> **What needs to be done**
What you need to produce from the material below is an exact transcription of the lines from the one with "use std::sync::Mutex;" through the one with "pub struct AppState", both included, and no other line.

> **Dataset records**
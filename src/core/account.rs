//! Account identity and the attribute keys stored alongside it

use std::collections::BTreeMap;
use std::fmt;

use secrecy::{ExposeSecret, SecretString};

/// Encrypted access token
pub const KEY_ACCESS_TOKEN: &str = "accessToken";
/// Name reported when the encrypted refresh token (the account secret) is absent
pub const KEY_REFRESH_TOKEN: &str = "refreshToken";
/// Instance server URL the REST calls go to
pub const KEY_INSTANCE_SERVER: &str = "instanceServer";
/// Login server URL the token endpoint lives on
pub const KEY_LOGIN_SERVER: &str = "loginServer";
pub const KEY_CLIENT_ID: &str = "clientId";
pub const KEY_ORG_ID: &str = "orgId";
pub const KEY_USER_ID: &str = "userId";
pub const KEY_USERNAME: &str = "username";
pub const KEY_ACCOUNT_NAME: &str = "accountName";
pub const KEY_ACCOUNT_TYPE: &str = "accountType";

/// Attribute set written for an account
pub type AttributeMap = BTreeMap<String, String>;

/// Identity of a stored account
///
/// The name is unique within an account type; the type namespaces this
/// application's accounts from any others sharing the store.
#[derive(Debug, Clone, PartialEq, Eq, Hash)]
pub struct Account {
    pub name: String,
    pub account_type: String,
}

impl Account {
    pub fn new(name: impl Into<String>, account_type: impl Into<String>) -> Self {
        Self {
            name: name.into(),
            account_type: account_type.into(),
        }
    }
}

impl fmt::Display for Account {
    fn fmt(&self, f: &mut fmt::Formatter<'_>) -> fmt::Result {
        write!(f, "{} ({})", self.name, self.account_type)
    }
}

/// Everything produced by a completed authorization, ready to be stored
#[derive(Debug, Clone)]
pub struct AccountCredentials {
    pub username: String,
    pub refresh_token: SecretString,
    pub access_token: SecretString,
    pub instance_url: String,
    pub login_url: String,
    pub client_id: String,
    pub org_id: String,
    pub user_id: String,
}

/// Get a masked version of a token for display (shows first 4 and last 4 chars)
pub fn mask_token(token: &SecretString) -> String {
    let exposed = token.expose_secret();
    let chars: Vec<char> = exposed.chars().collect();
    if chars.len() <= 8 {
        "*".repeat(chars.len())
    } else {
        let head: String = chars[..4].iter().collect();
        let tail: String = chars[chars.len() - 4..].iter().collect();
        format!("{}...{}", head, tail)
    }
}
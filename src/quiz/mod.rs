//! Quiz models and the single persisted quiz-state slot.

mod models;
mod store;

pub use models::{QuizQuestion, QuizState};
pub use store::QuizStateStore;
//! Thin single-attempt adapter over the Gemini REST API.
//!
//! Each use case is one outbound call; failures are caught here and
//! degraded to fixed user-facing strings (or `None`), never raised to the
//! screens.

use std::time::Duration;

use serde::Serialize;
use thiserror::Error;

use super::prompts;
use super::wire::{
    GenerateContentRequest, GenerateContentResponse, GenerationConfig, Part, Tool,
};
use crate::quiz::QuizQuestion;

const DEFAULT_API_BASE: &str = "https://generativelanguage.googleapis.com";

pub const FAST_MODEL: &str = "gemini-2.5-flash";
/// Same model today; vision + search grounding run on the flash tier.
pub const VISION_MODEL: &str = "gemini-2.5-flash";

#[derive(Error, Debug)]
pub enum GatewayError {
    #[error("HTTP error: {0}")]
    Http(#[from] reqwest::Error),

    #[error("JSON error: {0}")]
    Json(#[from] serde_json::Error),

    #[error("API returned status {0}")]
    Api(u16),
}

pub type Result<T> = std::result::Result<T, GatewayError>;

/// Normalized exam-grading result: report text plus the unique citation
/// URLs the service attached.
#[derive(Debug, Clone, Serialize)]
#[serde(rename_all = "camelCase")]
pub struct GradedExam {
    pub text: String,
    pub sources: Vec<String>,
}

#[derive(Clone)]
pub struct GeminiClient {
    http: reqwest::Client,
    api_key: String,
    api_base: String,
}

impl GeminiClient {
    pub fn new(api_key: String) -> Self {
        let http = reqwest::Client::builder()
            .timeout(Duration::from_secs(60))
            .build()
            .unwrap_or_else(|_| reqwest::Client::new());
        Self {
            http,
            api_key: api_key.trim().to_string(),
            api_base: DEFAULT_API_BASE.to_string(),
        }
    }

    /// Point the client at a different endpoint (mock server in tests).
    pub fn with_api_base(mut self, api_base: impl Into<String>) -> Self {
        self.api_base = api_base.into();
        self
    }

    /// One `generateContent` round trip.
    pub(crate) async fn generate(
        &self,
        model: &str,
        request: &GenerateContentRequest,
    ) -> Result<GenerateContentResponse> {
        let url = format!(
            "{}/v1beta/models/{}:generateContent",
            self.api_base, model
        );

        let response = self
            .http
            .post(&url)
            .header("x-goog-api-key", &self.api_key)
            .json(request)
            .send()
            .await?;

        if !response.status().is_success() {
            return Err(GatewayError::Api(response.status().as_u16()));
        }

        let body = response.text().await?;
        Ok(serde_json::from_str(&body)?)
    }

    /// Generate a study summary for a dental topic.
    pub async fn generate_summary(&self, topic: &str) -> String {
        let request = GenerateContentRequest::from_text(prompts::summary_prompt(topic));

        match self.generate(FAST_MODEL, &request).await {
            Ok(response) => response
                .text()
                .unwrap_or_else(|| prompts::SUMMARY_UNAVAILABLE.to_string()),
            Err(e) => {
                log::error!("Error generating summary: {}", e);
                prompts::SUMMARY_ERROR.to_string()
            }
        }
    }

    /// Generate a multiple-choice question via schema-constrained output.
    ///
    /// Returns `None` on failure or when the payload does not form a valid
    /// question.
    pub async fn generate_quiz_question(&self, topic: Option<&str>) -> Option<QuizQuestion> {
        let topic = topic.unwrap_or(prompts::DEFAULT_QUIZ_TOPIC);

        let mut request = GenerateContentRequest::from_text(prompts::quiz_prompt(topic));
        request.generation_config = Some(GenerationConfig {
            response_mime_type: Some("application/json".to_string()),
            response_schema: Some(quiz_response_schema()),
        });

        let response = match self.generate(FAST_MODEL, &request).await {
            Ok(response) => response,
            Err(e) => {
                log::error!("Error generating quiz question: {}", e);
                return None;
            }
        };

        let text = response.text()?;
        match serde_json::from_str::<QuizQuestion>(&text) {
            Ok(question) if question.is_well_formed() => Some(question),
            Ok(question) => {
                log::warn!(
                    "Quiz payload rejected: answer index {} out of range",
                    question.correct_answer
                );
                None
            }
            Err(e) => {
                log::warn!("Unparsable quiz payload: {}", e);
                None
            }
        }
    }

    /// Grade a photographed exam: inline image + grading rubric, with
    /// web-search grounding for the citation URLs.
    pub async fn grade_exam_image(&self, image_base64: &str, mime_type: &str) -> GradedExam {
        let mut request = GenerateContentRequest::from_text(prompts::GRADER_PROMPT.to_string());
        request.contents[0].parts.insert(
            0,
            Part::inline_data(mime_type.to_string(), image_base64.to_string()),
        );
        request.tools = Some(vec![Tool::google_search()]);

        match self.generate(VISION_MODEL, &request).await {
            Ok(response) => GradedExam {
                text: response
                    .text()
                    .unwrap_or_else(|| prompts::GRADE_UNAVAILABLE.to_string()),
                sources: response.unique_source_urls(),
            },
            Err(e) => {
                log::error!("Error grading exam: {}", e);
                GradedExam {
                    text: prompts::GRADE_ERROR.to_string(),
                    sources: Vec::new(),
                }
            }
        }
    }
}

/// Structured-output schema for quiz generation: question, 4 options, the
/// correct index and a short explanation.
fn quiz_response_schema() -> serde_json::Value {
    serde_json::json!({
        "type": "OBJECT",
        "properties": {
            "question": { "type": "STRING" },
            "options": {
                "type": "ARRAY",
                "items": { "type": "STRING" },
                "description": "4 opções de resposta"
            },
            "correctAnswer": {
                "type": "INTEGER",
                "description": "O índice da resposta correta (0-3)"
            },
            "explanation": {
                "type": "STRING",
                "description": "Explicação breve da resposta correta"
            }
        },
        "required": ["question", "options", "correctAnswer", "explanation"]
    })
}
use chrono::Utc;
use serde::{Deserialize, Serialize};
use uuid::Uuid;

/// One graded exam kept in the correction history.
///
/// Immutable once created except for deletion. `image_preview` is a data-URL
/// encoded thumbnail and is the heavy part of the record; it may be shed
/// when the store runs out of room.
#[derive(Debug, Clone, Serialize, Deserialize)]
#[serde(rename_all = "camelCase")]
pub struct ExamCorrection {
    pub id: Uuid,
    /// Epoch milliseconds.
    pub timestamp: i64,
    pub analysis: String,
    #[serde(default)]
    pub sources: Vec<String>,
    #[serde(default, skip_serializing_if = "Option::is_none")]
    pub image_preview: Option<String>,
}

impl ExamCorrection {
    pub fn new(analysis: String, sources: Vec<String>, image_preview: Option<String>) -> Self {
        Self {
            id: Uuid::new_v4(),
            timestamp: Utc::now().timestamp_millis(),
            analysis,
            sources,
            image_preview,
        }
    }

    /// Copy of this record with the image payload shed.
    pub fn without_image(&self) -> Self {
        Self {
            image_preview: None,
            ..self.clone()
        }
    }
}

#[cfg(test)]
mod tests {
    use super::*;

    #[test]
    fn test_without_image_keeps_identity() {
        let record = ExamCorrection::new(
            "análise".to_string(),
            vec!["https://example.com".to_string()],
            Some("data:image/png;base64,AAAA".to_string()),
        );

        let stripped = record.without_image();
        assert_eq!(stripped.id, record.id);
        assert_eq!(stripped.timestamp, record.timestamp);
        assert_eq!(stripped.analysis, record.analysis);
        assert_eq!(stripped.sources, record.sources);
        assert!(stripped.image_preview.is_none());
    }
}
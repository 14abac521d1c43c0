//! AI-related Tauri commands.

use base64::engine::general_purpose::STANDARD as BASE64;
use base64::Engine as _;
use tauri::State;

use super::{CommandError, CommandResult};
use crate::gateway::GradedExam;
use crate::quiz::QuizQuestion;
use crate::AppState;

/// Generate a study summary for a topic prompt.
#[tauri::command]
pub async fn generate_summary(
    state: State<'_, AppState>,
    topic: String,
) -> CommandResult<String> {
    Ok(state.gateway.generate_summary(&topic).await)
}

/// Generate a multiple-choice question; `None` when the model fails.
#[tauri::command]
pub async fn generate_quiz_question(
    state: State<'_, AppState>,
    topic: Option<String>,
) -> CommandResult<Option<QuizQuestion>> {
    Ok(state.gateway.generate_quiz_question(topic.as_deref()).await)
}

/// Grade a photographed exam from already-encoded image data.
#[tauri::command]
pub async fn grade_exam_image(
    state: State<'_, AppState>,
    image_base64: String,
    mime_type: String,
) -> CommandResult<GradedExam> {
    Ok(state.gateway.grade_exam_image(&image_base64, &mime_type).await)
}

/// Grade a photographed exam straight from a picked file path.
#[tauri::command]
pub async fn grade_exam_file(
    state: State<'_, AppState>,
    path: String,
) -> CommandResult<GradedExam> {
    let mime_type = mime_for_path(&path).ok_or_else(|| CommandError {
        message: format!("Unsupported image format: {}", path),
    })?;

    let bytes = std::fs::read(&path).map_err(|e| CommandError {
        message: format!("Failed to read image file: {}", e),
    })?;

    let encoded = BASE64.encode(bytes);
    Ok(state.gateway.grade_exam_image(&encoded, mime_type).await)
}

/// Send one message through the long-lived chat session.
#[tauri::command]
pub async fn chat_send(state: State<'_, AppState>, message: String) -> CommandResult<String> {
    let mut chat = state.chat.lock().await;
    Ok(chat.send_message(&message).await)
}

/// Start a fresh conversational context (new widget visit).
#[tauri::command]
pub async fn chat_reset(state: State<'_, AppState>) -> CommandResult<()> {
    let mut chat = state.chat.lock().await;
    chat.reset();
    Ok(())
}

fn mime_for_path(path: &str) -> Option<&'static str> {
    let extension = std::path::Path::new(path)
        .extension()?
        .to_str()?
        .to_ascii_lowercase();
    match extension.as_str() {
        "jpg" | "jpeg" => Some("image/jpeg"),
        "png" => Some("image/png"),
        "webp" => Some("image/webp"),
        _ => None,
    }
}

#[cfg(test)]
mod tests {
    use super::*;

    #[test]
    fn test_mime_for_supported_extensions() {
        assert_eq!(mime_for_path("/tmp/prova.JPG"), Some("image/jpeg"));
        assert_eq!(mime_for_path("prova.png"), Some("image/png"));
        assert_eq!(mime_for_path("scan.webp"), Some("image/webp"));
    }

    #[test]
    fn test_mime_rejects_everything_else() {
        assert!(mime_for_path("prova.pdf").is_none());
        assert!(mime_for_path("sem_extensao").is_none());
    }
}
use std::sync::Mutex;

mod commands;
mod gateway;
mod history;
mod quiz;
mod storage;
mod ui;

use gateway::{ChatSession, GeminiClient};
use history::HistoryStore;
use quiz::QuizStateStore;
use storage::KvStore;
use ui::UiState;

pub struct AppState {
    pub history: Mutex<HistoryStore>,
    pub quiz: Mutex<QuizStateStore>,
    pub ui: Mutex<UiState>,
    pub gateway: GeminiClient,
    pub chat: tokio::sync::Mutex<ChatSession>,
}

#[cfg_attr(mobile, tauri::mobile_entry_point)]
pub fn run() {
    // Both logical keys live in one storage area and share its quota
    let data_dir = KvStore::default_data_dir().expect("Failed to get data directory");
    let kv = KvStore::new(data_dir).expect("Failed to initialize storage");

    let api_key = std::env::var("GEMINI_API_KEY").unwrap_or_default();
    if api_key.is_empty() {
        log::warn!("GEMINI_API_KEY is not set; AI features will answer with error messages");
    }
    let gateway = GeminiClient::new(api_key);

    let state = AppState {
        history: Mutex::new(HistoryStore::new(kv.clone())),
        quiz: Mutex::new(QuizStateStore::new(kv)),
        ui: Mutex::new(UiState::default()),
        chat: tokio::sync::Mutex::new(ChatSession::new(gateway.clone())),
        gateway,
    };

    tauri::Builder::default()
        .manage(state)
        .plugin(tauri_plugin_dialog::init())
        .setup(|app| {
            if cfg!(debug_assertions) {
                app.handle().plugin(
                    tauri_plugin_log::Builder::default()
                        .level(log::LevelFilter::Info)
                        .build(),
                )?;
            }
            Ok(())
        })
        .invoke_handler(tauri::generate_handler![
            // History commands
            commands::get_exam_history,
            commands::save_exam_correction,
            commands::delete_exam_correction,
            commands::clear_exam_history,
            // Quiz state commands
            commands::get_quiz_state,
            commands::save_quiz_state,
            commands::clear_quiz_state,
            // AI commands
            commands::generate_summary,
            commands::generate_quiz_question,
            commands::grade_exam_image,
            commands::grade_exam_file,
            commands::chat_send,
            commands::chat_reset,
            // UI commands
            commands::get_ui_state,
            commands::navigate_to,
            commands::set_chat_open,
            commands::list_summary_topics,
        ])
        .run(tauri::generate_context!())
        .expect("error while running tauri application");
}
fn main() {
    tauri_build::build();
}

> **Response box**
use std::sync::Mutex;

mod commands;
mod gateway;
mod history;
mod quiz;
mod storage;
mod ui;

use gateway::{ChatSession, GeminiClient};
use history::HistoryStore;
use quiz::QuizStateStore;
use storage::KvStore;
use ui::UiState;

pub struct AppState {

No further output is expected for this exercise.